Alrighty. How “subsequently”? Nothing in ICA prevents IC from waiting on DCP’s ruling before submitting both reports. Everything in the constitutional requirement of fairness demands IC awaits the final outcome before sending anything anywhere.
“IC rejects any assertion [of] any misstep…. In all matters under [IC] ’s purview, every effort is made to follow the provisions of the law strictly. [DCP’s] Ruling in a matter doesn’t change the content of [DI’s] report.”
Sigh. Nobody suggested content should be changed. What DCP’s ruling CAN DO (and would’ve done here) is to place DI’s report in less scandalous perspective. It gives full context. That’s what fairness is all about. Fairness is required of every statutory authority regardless of any Act’s strict provisions.

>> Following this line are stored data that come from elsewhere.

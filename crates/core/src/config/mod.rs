//! Application configuration with layered loading.
//!
//! This module provides configuration management using figment for layered
//! configuration loading from multiple sources:
//!
//! 1. Environment variables (STORYLINE_*)
//! 2. TOML config file (if STORYLINE_CONFIG_FILE set)
//! 3. Built-in defaults

use std::path::PathBuf;
use std::time::Duration;

use figment::{
    Figment,
    providers::{Env, Format, Serialized, Toml},
};
use serde::{Deserialize, Serialize};

mod validation;

pub use validation::ConfigError;

/// Push endpoint and keys handed out by the device host.
#[derive(Debug, Clone, PartialEq, Eq, Serialize, Deserialize)]
pub struct PushConfig {
    pub endpoint: String,
    pub p256dh: String,
    pub auth: String,
}

/// Application configuration with layered loading.
///
/// Loading precedence (highest wins):
/// 1. Environment variables (STORYLINE_*)
/// 2. TOML config file (if STORYLINE_CONFIG_FILE set)
/// 3. Built-in defaults
#[derive(Debug, Clone, Serialize, Deserialize)]
pub struct AppConfig {
    /// Base URL of the story API.
    ///
    /// Set via STORYLINE_API_BASE_URL environment variable.
    #[serde(default = "default_api_base_url")]
    pub api_base_url: String,

    /// Origin serving the application shell assets.
    #[serde(default = "default_asset_origin")]
    pub asset_origin: String,

    /// Path to the SQLite database.
    ///
    /// Set via STORYLINE_DB_PATH environment variable.
    #[serde(default = "default_db_path")]
    pub db_path: PathBuf,

    /// User-Agent string for HTTP requests.
    #[serde(default = "default_user_agent")]
    pub user_agent: String,

    /// HTTP request timeout in milliseconds.
    ///
    /// Set via STORYLINE_TIMEOUT_MS environment variable.
    #[serde(default = "default_timeout_ms")]
    pub timeout_ms: u64,

    /// Maximum bytes accepted for one intercepted response.
    #[serde(default = "default_max_bytes")]
    pub max_bytes: usize,

    /// Age after which cached stories are refreshed.
    #[serde(default = "default_freshness_hours")]
    pub freshness_hours: u64,

    /// Prefix shared by every cache tier name.
    #[serde(default = "default_cache_prefix")]
    pub cache_prefix: String,

    /// Version suffix of the current tier set. Bumping it retires old tiers on activation.
    #[serde(default = "default_cache_version")]
    pub cache_version: String,

    /// Shell asset paths on the asset origin.
    #[serde(default = "default_shell_assets")]
    pub shell_assets: Vec<String>,

    /// Absolute URLs of third-party shell assets. Failures to pre-fetch these are tolerated.
    #[serde(default = "default_external_assets")]
    pub external_assets: Vec<String>,

    #[serde(default = "default_offline_page")]
    pub offline_page: String,

    #[serde(default = "default_offline_image")]
    pub offline_image: String,

    /// Application server key used when creating a push subscription.
    #[serde(default = "default_vapid_public_key")]
    pub vapid_public_key: String,

    /// Device push endpoint. Without it the device host reports push as unsupported.
    #[serde(default)]
    pub push: Option<PushConfig>,
}

fn default_api_base_url() -> String {
    "https://story-api.dicoding.dev/v1".into()
}

fn default_asset_origin() -> String {
    "http://localhost:5173".into()
}

fn default_db_path() -> PathBuf {
    PathBuf::from("./storyline.sqlite")
}

fn default_user_agent() -> String {
    "storyline/0.1".into()
}

fn default_timeout_ms() -> u64 {
    20_000
}

fn default_max_bytes() -> usize {
    5_242_880 // 5MB
}

fn default_freshness_hours() -> u64 {
    24
}

fn default_cache_prefix() -> String {
    "story-app".into()
}

fn default_cache_version() -> String {
    "v2".into()
}

fn default_shell_assets() -> Vec<String> {
    [
        "/",
        "/index.html",
        "/src/main.js",
        "/src/App.js",
        "/src/App.css",
        "/src/index.css",
        "/manifest.json",
        "/offline.html",
        "/offline-image.svg",
    ]
    .into_iter()
    .map(String::from)
    .collect()
}

fn default_external_assets() -> Vec<String> {
    [
        "https://unpkg.com/leaflet@1.9.4/dist/leaflet.css",
        "https://unpkg.com/leaflet@1.9.4/dist/leaflet.js",
    ]
    .into_iter()
    .map(String::from)
    .collect()
}

fn default_offline_page() -> String {
    "/offline.html".into()
}

fn default_offline_image() -> String {
    "/offline-image.svg".into()
}

fn default_vapid_public_key() -> String {
    "BCCs2eonMI-6H2ctvFaWg-UYdDv387Vno_bzUzALpB442r2lCnsHmtrx8biyPi_E-1fSGABK_Qs_GlvPoJJqxbk".into()
}

impl Default for AppConfig {
    fn default() -> Self {
        Self {
            api_base_url: default_api_base_url(),
            asset_origin: default_asset_origin(),
            db_path: default_db_path(),
            user_agent: default_user_agent(),
            timeout_ms: default_timeout_ms(),
            max_bytes: default_max_bytes(),
            freshness_hours: default_freshness_hours(),
            cache_prefix: default_cache_prefix(),
            cache_version: default_cache_version(),
            shell_assets: default_shell_assets(),
            external_assets: default_external_assets(),
            offline_page: default_offline_page(),
            offline_image: default_offline_image(),
            vapid_public_key: default_vapid_public_key(),
            push: None,
        }
    }
}

impl AppConfig {
    /// Timeout as Duration for use with reqwest/tokio.
    pub fn timeout(&self) -> Duration {
        Duration::from_millis(self.timeout_ms)
    }

    pub fn freshness_window(&self) -> Duration {
        Duration::from_secs(self.freshness_hours * 3600)
    }

    pub fn static_tier(&self) -> String {
        self.tier_name("static")
    }

    pub fn dynamic_tier(&self) -> String {
        self.tier_name("dynamic")
    }

    pub fn images_tier(&self) -> String {
        self.tier_name("images")
    }

    /// The complete set of tiers that survive activation.
    pub fn expected_tiers(&self) -> Vec<String> {
        vec![self.static_tier(), self.dynamic_tier(), self.images_tier()]
    }

    fn tier_name(&self, class: &str) -> String {
        format!("{}-{class}-{}", self.cache_prefix, self.cache_version)
    }

    /// Load configuration from all sources with layered precedence.
    ///
    /// Priority (highest wins):
    /// 1. Environment variables prefixed with `STORYLINE_`
    /// 2. TOML file from `STORYLINE_CONFIG_FILE` (if set)
    /// 3. Built-in defaults via `Default::default()`
    ///
    /// # Errors
    ///
    /// Returns `ConfigError` if:
    /// - Configuration file cannot be read
    /// - Environment variables cannot be parsed
    /// - Validation fails after loading
    pub fn load() -> Result<Self, ConfigError> {
        let config: Self = Self::figment().extract().map_err(|e| ConfigError::LoadFailed(e.to_string()))?;

        config.validate()?;

        Ok(config)
    }

    fn figment() -> Figment {
        let mut figment = Figment::from(Serialized::defaults(Self::default()));

        if let Ok(config_path) = std::env::var("STORYLINE_CONFIG_FILE") {
            figment = figment.merge(Toml::file(&config_path));
        }

        figment.merge(
            Env::prefixed("STORYLINE_")
                .ignore(&["CONFIG_FILE"])
                .map(|key| key.as_str().to_lowercase().into())
                .split("__"),
        )
    }
}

“There has been strict compliance with the law.”
Not in my Opinion. There may have been compliance with (and now strict reliance on) ICA but, as I’ve repeatedly said, scope of “the law” is wider than ICA and requires fairness.
“[IC’s] Executive Director has no control over the content of an investigation report or a ruling.”
One more picture. Hold it. Nobody. Is. Criticizing. Content! We’ve critiqued timing which MUST be within ExD/Commissioners’ purview. Surely an “Executive Director” executively directs?
All we ask is fairness.
Peace and Love.
Gordon Robinson is an attorney-at-law. Send feedback to columns@gleanerjm.com.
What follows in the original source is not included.